The boys' third-quarter term ended, and the school sent out report cards and IEP progress reports. We also recently received their results from the Iowa standardized testing conducted in our district.
It's a good thing I'm somewhat comfortable with ambiguity.
Jack's report card was surprisingly good, but second-grade report cards do not feel like data to me. For instance, Jack received an A in social studies, yet I decided early in the year that we would not do social studies homework. The second-grade vocabulary list included executive, judicial, and legislative; I'm not wasting my time or Jack's to study these abstract terms. I learned about government in 7th grade. It was easy to learn at that time because my brain had developed the ability of abstract thought. Neurotypical 2nd graders in Jack's class learned the words but, when questioned about their meaning, did not understand what they had learned.
Is this education?
Well, it passes for education in Ohio because it's part of the curriculum mandated by the state. But the reality for Jack is that he is more than a grade level behind in math, and while his reading skills are good, his reading comprehension is hampered by short attention span and impaired ability to communicate understanding of what he reads. Consequently, we focus on math and reading homework.

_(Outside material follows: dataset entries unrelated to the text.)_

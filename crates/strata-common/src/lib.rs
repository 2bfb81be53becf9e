//! # Strata Common
//!
//! Common types shared by every Strata subsystem:
//! - Coordinate types (world, chunk, screen)
//! - Colours
//! - Error types
//! - Prelude for convenient imports

#![warn(missing_docs)]
#![warn(clippy::all)]
#![deny(clippy::unwrap_used)]

pub mod colour;
pub mod coords;
pub mod error;

/// Prelude module for convenient imports
pub mod prelude {
    pub use crate::colour::*;
    pub use crate::coords::*;
    pub use crate::error::*;
}

pub use prelude::*;

#[cfg(test)]
mod tests {
    use super::*;

    #[test]
    fn test_world_to_chunk_conversion() {
        let pos = WorldPos::new(100.25, -200.75);
        assert_eq!(pos.to_chunk_coord(), ChunkCoord::new(100, -201));
    }

    #[test]
    fn test_error_display() {
        let err = StrataError::from(InputParseError::UnknownEvent("jump".into()));
        assert_eq!(err.to_string(), "Input error: unknown input event `jump`");
    }
}
//! Colour types shared by terrain generation and rendering.

use bytemuck::{Pod, Zeroable};
use serde::{Deserialize, Serialize};

/// 8-bit RGB colour.
#[derive(Debug, Clone, Copy, PartialEq, Eq, Hash, Default, Serialize, Deserialize, Pod, Zeroable)]
#[repr(C)]
pub struct Rgb {
    /// Red channel (0-255)
    pub r: u8,
    /// Green channel (0-255)
    pub g: u8,
    /// Blue channel (0-255)
    pub b: u8,
}

impl Rgb {
    /// Creates a new colour.
    #[must_use]
    pub const fn new(r: u8, g: u8, b: u8) -> Self {
        Self { r, g, b }
    }

    /// Black.
    pub const BLACK: Self = Self::new(0, 0, 0);
    /// White.
    pub const WHITE: Self = Self::new(255, 255, 255);

    /// Converts a float channel value to 8 bits.
    ///
    /// Truncates toward zero and saturates at 0 and 255. NaN maps to 0.
    #[must_use]
    pub fn channel(value: f64) -> u8 {
        value as u8
    }
}

impl From<Rgb> for [u8; 3] {
    fn from(c: Rgb) -> Self {
        [c.r, c.g, c.b]
    }
}

#[cfg(test)]
mod tests {
    use super::*;

    #[test]
    fn test_channel_saturates() {
        assert_eq!(Rgb::channel(-3.0), 0);
        assert_eq!(Rgb::channel(127.9), 127);
        assert_eq!(Rgb::channel(255.0), 255);
        assert_eq!(Rgb::channel(300.0), 255);
        assert_eq!(Rgb::channel(f64::NAN), 0);
    }

    #[test]
    fn test_rgb_array() {
        let bytes: [u8; 3] = Rgb::new(1, 2, 3).into();
        assert_eq!(bytes, [1, 2, 3]);
    }
}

I saw the enormous effort Jack put into reading and understanding a lovely story about Hellen Keller, but because the story doesn't repeat the fact of Keller's blindness and deafness, Jack didn't understand that she could not see or hear...even after reading the story numerous times at home and at school. How, then, could he understand the three branches of government? He hears branch and thinks tree.
Last night while we played snuggle-bunnies before bed, George spoke for Jack's stuffed Stitch doll. Jack said, "Stitch doesn't talk, Daddy. He's a stuffed animal." Then, George joked, "What!?! I didn't get a talking alien? The Disney store ripped me off. That was money down the drain!" Jack said, "Don't do that to Stitch!" He thought George was going to flush Stitch down the drain. We tried to explain what George had meant, but I don't think Jack really got it because he kept a death-grip on Stitch until George left the room.
Jack earned a B in science. This actually seems more reasonable to me. He loves certain things about nature, so he's willing and able to learn. For instance, he was fascinated with the phases of the moon...because he can see it in the sky, see how it changes each night. It's a real, concrete thing.
Jack's grades are the result of a modified curriculum to accommodate his needs and must be affected/inflated by the aides he works with. When he was given the Iowa Achievement test, he had no accommodations other than a teacher at his side to keep him focused. She couldn't help in any other way. The scores, needless to say, were very low.
This standardized data isn't useful either because Jack's academic skills are nowhere near as low as the standardized test would indicate. These low scores merely tell us how poor Jack's attention span is and how hard it is to motivate him to do things he does not want to do.
In the broader picture, these failed attempts to quantify Jack's academic achievement symbolize the failed attempts of neuroscience to describe exactly what causes autism or what therapies can help any given child. The experts can't even come up with diagnostic criteria that make sense, despite their dedicated attempt in DSM-V.
We parents in the world of autism are essentially forced into a world full of ambiguity, irrelevant data, uncertain courses of action. We make decisions to act, wonder if these decisions are right, fret over uncertain evaluations of our decisions, and try hard not to scream with frustration.
I crave data. When I get it, however, it tells me little. And I move on.
There's really no other choice.
How do you feel about your child's grades and test scores? Do you feel they accurately reflect his/her ability?